**Task details:**
Tell me how many lines in the entries below contain the word "analysis"; reply with the number and nothing else.

::: Data provided :::

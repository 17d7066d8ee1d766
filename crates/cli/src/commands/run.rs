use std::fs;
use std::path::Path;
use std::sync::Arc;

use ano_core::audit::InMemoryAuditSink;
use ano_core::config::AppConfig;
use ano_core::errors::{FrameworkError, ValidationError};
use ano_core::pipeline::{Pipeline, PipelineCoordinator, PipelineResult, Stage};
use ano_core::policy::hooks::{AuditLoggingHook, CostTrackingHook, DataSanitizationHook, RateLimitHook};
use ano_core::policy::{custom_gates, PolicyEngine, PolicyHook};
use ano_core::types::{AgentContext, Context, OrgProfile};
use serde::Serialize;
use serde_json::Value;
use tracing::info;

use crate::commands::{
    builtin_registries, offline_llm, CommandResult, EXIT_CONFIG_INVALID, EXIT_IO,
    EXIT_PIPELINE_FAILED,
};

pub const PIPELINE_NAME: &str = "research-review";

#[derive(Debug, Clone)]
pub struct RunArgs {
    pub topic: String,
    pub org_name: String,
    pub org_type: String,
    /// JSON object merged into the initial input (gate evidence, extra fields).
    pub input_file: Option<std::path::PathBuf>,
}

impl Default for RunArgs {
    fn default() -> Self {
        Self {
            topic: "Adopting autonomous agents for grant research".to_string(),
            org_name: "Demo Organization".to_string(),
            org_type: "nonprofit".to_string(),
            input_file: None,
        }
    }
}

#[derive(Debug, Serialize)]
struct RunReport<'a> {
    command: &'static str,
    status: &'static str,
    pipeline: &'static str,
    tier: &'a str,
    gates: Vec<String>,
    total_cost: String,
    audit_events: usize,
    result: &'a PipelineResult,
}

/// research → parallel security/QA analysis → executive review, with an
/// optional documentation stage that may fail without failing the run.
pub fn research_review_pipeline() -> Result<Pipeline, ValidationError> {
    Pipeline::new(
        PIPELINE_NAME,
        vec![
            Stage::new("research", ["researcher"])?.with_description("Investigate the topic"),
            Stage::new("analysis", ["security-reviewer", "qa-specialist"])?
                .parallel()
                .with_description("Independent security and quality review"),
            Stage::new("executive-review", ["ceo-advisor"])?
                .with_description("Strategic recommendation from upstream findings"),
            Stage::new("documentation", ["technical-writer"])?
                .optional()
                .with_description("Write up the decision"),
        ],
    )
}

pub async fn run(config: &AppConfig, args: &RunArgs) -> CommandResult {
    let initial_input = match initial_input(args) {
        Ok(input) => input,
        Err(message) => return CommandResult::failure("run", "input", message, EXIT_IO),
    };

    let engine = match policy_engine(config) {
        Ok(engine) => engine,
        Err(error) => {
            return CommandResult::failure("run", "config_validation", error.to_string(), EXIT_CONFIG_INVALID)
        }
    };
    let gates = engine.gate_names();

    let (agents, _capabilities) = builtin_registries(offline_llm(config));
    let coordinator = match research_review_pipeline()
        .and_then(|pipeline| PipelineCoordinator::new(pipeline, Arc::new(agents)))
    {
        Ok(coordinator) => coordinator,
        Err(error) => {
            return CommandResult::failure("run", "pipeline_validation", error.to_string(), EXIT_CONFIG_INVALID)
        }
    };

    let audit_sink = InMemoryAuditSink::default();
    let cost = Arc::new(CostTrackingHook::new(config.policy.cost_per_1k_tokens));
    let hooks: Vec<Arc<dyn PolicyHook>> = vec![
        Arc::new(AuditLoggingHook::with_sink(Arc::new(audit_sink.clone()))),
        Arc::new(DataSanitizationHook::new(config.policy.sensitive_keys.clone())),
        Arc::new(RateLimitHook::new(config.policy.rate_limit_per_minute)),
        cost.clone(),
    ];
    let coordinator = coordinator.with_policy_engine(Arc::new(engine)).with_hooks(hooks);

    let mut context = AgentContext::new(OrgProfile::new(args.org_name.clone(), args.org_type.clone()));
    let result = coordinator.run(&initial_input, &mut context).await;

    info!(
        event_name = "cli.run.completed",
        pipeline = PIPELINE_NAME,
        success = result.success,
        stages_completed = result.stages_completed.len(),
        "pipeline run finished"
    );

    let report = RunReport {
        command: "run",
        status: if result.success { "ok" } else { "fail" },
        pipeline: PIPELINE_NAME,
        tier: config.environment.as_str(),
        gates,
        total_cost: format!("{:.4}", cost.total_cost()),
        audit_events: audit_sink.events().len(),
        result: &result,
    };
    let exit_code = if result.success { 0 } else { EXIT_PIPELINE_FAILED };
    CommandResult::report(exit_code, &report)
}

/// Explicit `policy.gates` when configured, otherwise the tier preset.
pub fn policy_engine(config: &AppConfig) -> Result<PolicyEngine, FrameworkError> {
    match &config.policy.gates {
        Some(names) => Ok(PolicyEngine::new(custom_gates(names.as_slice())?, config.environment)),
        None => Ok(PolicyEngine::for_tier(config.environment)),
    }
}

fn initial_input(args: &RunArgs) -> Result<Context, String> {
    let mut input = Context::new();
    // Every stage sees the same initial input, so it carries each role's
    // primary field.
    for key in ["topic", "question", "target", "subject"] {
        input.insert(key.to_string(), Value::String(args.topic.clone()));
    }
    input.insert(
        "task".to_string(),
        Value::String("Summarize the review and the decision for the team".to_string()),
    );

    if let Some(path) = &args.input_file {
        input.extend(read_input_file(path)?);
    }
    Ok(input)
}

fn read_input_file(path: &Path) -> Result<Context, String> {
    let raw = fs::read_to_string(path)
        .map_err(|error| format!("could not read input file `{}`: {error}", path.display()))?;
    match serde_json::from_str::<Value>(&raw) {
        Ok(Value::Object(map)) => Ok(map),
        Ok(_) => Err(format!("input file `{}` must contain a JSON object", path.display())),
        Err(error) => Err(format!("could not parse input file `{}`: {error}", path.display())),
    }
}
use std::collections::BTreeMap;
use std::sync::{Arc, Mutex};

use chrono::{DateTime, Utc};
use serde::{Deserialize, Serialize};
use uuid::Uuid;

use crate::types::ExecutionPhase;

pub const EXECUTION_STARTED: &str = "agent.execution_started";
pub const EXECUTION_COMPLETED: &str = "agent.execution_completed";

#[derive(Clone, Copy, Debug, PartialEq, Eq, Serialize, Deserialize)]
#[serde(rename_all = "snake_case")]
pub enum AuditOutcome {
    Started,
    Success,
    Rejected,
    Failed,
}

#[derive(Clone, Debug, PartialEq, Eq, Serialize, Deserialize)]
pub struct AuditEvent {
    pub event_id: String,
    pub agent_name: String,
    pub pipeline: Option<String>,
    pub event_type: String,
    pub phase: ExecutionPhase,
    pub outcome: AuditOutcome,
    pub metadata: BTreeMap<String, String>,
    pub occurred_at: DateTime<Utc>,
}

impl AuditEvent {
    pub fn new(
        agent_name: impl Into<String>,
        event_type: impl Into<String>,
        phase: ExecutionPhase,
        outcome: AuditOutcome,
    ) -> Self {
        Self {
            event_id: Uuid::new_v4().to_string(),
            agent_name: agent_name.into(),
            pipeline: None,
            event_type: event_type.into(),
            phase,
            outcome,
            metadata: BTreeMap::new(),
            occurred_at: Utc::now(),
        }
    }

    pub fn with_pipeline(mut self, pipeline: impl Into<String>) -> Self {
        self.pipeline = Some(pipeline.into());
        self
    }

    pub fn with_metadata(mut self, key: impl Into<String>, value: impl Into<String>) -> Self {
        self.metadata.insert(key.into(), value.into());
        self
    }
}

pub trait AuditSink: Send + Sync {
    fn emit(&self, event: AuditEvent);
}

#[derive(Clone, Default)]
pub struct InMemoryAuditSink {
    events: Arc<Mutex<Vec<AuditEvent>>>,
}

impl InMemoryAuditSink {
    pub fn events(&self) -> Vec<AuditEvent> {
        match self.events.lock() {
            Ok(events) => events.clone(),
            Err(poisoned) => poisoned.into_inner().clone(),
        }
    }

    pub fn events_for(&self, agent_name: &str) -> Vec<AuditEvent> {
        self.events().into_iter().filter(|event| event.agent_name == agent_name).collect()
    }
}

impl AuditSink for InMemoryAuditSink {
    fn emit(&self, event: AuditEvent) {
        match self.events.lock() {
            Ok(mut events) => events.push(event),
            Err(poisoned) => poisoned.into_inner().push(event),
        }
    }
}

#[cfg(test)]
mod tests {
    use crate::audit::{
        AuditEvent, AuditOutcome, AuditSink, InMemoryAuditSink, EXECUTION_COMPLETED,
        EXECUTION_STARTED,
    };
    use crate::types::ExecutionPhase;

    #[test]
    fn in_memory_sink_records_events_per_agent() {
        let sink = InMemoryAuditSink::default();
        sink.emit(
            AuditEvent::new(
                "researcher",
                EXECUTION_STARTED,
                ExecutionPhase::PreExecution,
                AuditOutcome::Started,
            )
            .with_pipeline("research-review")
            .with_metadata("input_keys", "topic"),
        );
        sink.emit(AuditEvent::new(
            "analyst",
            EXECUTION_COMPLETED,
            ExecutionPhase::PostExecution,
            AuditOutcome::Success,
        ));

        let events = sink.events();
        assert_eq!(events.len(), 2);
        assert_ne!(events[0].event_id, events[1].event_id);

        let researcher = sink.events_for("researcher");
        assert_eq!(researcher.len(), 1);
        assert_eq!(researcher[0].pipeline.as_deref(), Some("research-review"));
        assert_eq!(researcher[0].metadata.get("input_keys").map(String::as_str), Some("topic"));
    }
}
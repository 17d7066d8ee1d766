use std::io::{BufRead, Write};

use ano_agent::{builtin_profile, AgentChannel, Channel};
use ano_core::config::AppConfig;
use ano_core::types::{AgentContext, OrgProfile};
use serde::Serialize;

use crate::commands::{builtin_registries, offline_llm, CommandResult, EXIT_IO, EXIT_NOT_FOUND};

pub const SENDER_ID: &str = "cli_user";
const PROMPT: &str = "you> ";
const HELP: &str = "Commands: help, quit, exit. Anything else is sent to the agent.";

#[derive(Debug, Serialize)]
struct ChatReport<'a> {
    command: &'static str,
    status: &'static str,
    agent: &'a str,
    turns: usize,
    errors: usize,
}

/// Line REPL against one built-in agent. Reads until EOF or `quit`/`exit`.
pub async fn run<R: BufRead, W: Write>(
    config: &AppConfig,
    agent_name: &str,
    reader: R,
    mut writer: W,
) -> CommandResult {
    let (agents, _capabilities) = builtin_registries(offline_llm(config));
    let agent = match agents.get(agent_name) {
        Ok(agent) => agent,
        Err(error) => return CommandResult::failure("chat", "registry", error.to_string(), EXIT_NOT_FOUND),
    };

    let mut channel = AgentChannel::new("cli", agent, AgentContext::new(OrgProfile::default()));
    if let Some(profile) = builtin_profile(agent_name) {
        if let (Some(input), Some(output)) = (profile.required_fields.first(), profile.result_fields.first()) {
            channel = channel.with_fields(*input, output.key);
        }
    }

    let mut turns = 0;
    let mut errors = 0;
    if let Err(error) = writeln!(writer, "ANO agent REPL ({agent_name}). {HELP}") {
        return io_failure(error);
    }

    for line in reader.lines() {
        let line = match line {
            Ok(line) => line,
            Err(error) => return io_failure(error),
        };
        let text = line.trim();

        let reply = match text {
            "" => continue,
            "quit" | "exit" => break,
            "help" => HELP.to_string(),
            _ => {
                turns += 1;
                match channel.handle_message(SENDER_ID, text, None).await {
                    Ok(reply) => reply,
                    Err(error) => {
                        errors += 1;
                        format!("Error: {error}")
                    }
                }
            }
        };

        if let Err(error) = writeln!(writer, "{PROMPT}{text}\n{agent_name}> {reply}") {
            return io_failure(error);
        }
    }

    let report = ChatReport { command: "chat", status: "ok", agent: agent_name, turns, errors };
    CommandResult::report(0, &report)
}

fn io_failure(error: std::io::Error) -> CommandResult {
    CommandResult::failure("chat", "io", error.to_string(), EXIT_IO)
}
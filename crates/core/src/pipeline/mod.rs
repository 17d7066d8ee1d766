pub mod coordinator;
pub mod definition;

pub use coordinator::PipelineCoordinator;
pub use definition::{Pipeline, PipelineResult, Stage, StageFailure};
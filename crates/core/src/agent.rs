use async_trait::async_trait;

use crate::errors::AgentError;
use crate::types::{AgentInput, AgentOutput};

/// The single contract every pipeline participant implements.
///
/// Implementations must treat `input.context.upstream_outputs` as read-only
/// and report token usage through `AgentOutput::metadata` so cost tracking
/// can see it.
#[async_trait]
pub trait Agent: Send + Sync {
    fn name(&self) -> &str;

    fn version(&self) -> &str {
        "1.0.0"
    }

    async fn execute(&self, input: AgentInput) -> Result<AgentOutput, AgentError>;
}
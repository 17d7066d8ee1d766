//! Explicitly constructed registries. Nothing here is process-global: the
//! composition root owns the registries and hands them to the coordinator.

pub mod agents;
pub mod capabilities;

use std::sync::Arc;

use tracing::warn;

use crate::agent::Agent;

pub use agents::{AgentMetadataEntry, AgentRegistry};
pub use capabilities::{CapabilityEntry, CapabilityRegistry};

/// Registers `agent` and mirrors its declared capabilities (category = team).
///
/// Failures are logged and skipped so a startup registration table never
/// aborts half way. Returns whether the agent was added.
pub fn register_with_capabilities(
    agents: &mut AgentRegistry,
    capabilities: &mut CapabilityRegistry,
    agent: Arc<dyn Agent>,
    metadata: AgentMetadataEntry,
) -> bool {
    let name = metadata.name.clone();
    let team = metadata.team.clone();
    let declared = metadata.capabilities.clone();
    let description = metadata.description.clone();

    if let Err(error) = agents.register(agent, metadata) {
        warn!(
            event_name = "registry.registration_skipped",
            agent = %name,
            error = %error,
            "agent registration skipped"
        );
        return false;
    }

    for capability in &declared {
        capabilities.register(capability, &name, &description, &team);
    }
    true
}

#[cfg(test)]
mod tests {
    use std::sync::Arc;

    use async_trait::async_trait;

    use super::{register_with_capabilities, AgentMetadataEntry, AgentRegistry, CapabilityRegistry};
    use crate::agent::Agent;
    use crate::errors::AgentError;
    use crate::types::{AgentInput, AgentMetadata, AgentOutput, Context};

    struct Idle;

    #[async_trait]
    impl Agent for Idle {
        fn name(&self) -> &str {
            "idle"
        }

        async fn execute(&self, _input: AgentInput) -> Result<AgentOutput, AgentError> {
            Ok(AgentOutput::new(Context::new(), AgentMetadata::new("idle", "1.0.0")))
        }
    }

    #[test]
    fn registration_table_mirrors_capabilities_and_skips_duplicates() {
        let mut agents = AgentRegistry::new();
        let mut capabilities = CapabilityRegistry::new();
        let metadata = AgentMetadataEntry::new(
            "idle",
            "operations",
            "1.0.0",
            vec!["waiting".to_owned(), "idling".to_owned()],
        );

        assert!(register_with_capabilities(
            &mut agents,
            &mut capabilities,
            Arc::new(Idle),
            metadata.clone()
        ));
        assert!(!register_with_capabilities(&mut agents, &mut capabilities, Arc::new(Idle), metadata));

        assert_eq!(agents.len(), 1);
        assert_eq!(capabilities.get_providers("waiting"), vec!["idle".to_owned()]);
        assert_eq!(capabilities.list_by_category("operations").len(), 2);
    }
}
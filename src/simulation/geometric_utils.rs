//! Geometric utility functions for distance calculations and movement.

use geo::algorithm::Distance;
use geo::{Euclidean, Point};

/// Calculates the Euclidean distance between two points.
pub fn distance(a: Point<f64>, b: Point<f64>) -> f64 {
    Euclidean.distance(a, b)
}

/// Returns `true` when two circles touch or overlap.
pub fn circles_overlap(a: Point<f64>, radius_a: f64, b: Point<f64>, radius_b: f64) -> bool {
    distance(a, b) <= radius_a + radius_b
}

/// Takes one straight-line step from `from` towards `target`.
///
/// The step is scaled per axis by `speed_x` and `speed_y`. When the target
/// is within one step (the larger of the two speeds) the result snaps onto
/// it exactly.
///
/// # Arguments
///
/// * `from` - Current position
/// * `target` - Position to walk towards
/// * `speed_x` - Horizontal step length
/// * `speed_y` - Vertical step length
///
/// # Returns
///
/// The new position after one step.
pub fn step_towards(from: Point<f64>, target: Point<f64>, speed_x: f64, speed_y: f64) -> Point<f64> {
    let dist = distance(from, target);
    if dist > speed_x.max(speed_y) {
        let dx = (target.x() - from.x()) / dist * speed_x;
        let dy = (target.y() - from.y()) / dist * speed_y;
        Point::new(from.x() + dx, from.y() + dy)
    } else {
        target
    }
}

:::

**Answer to the problem:**
2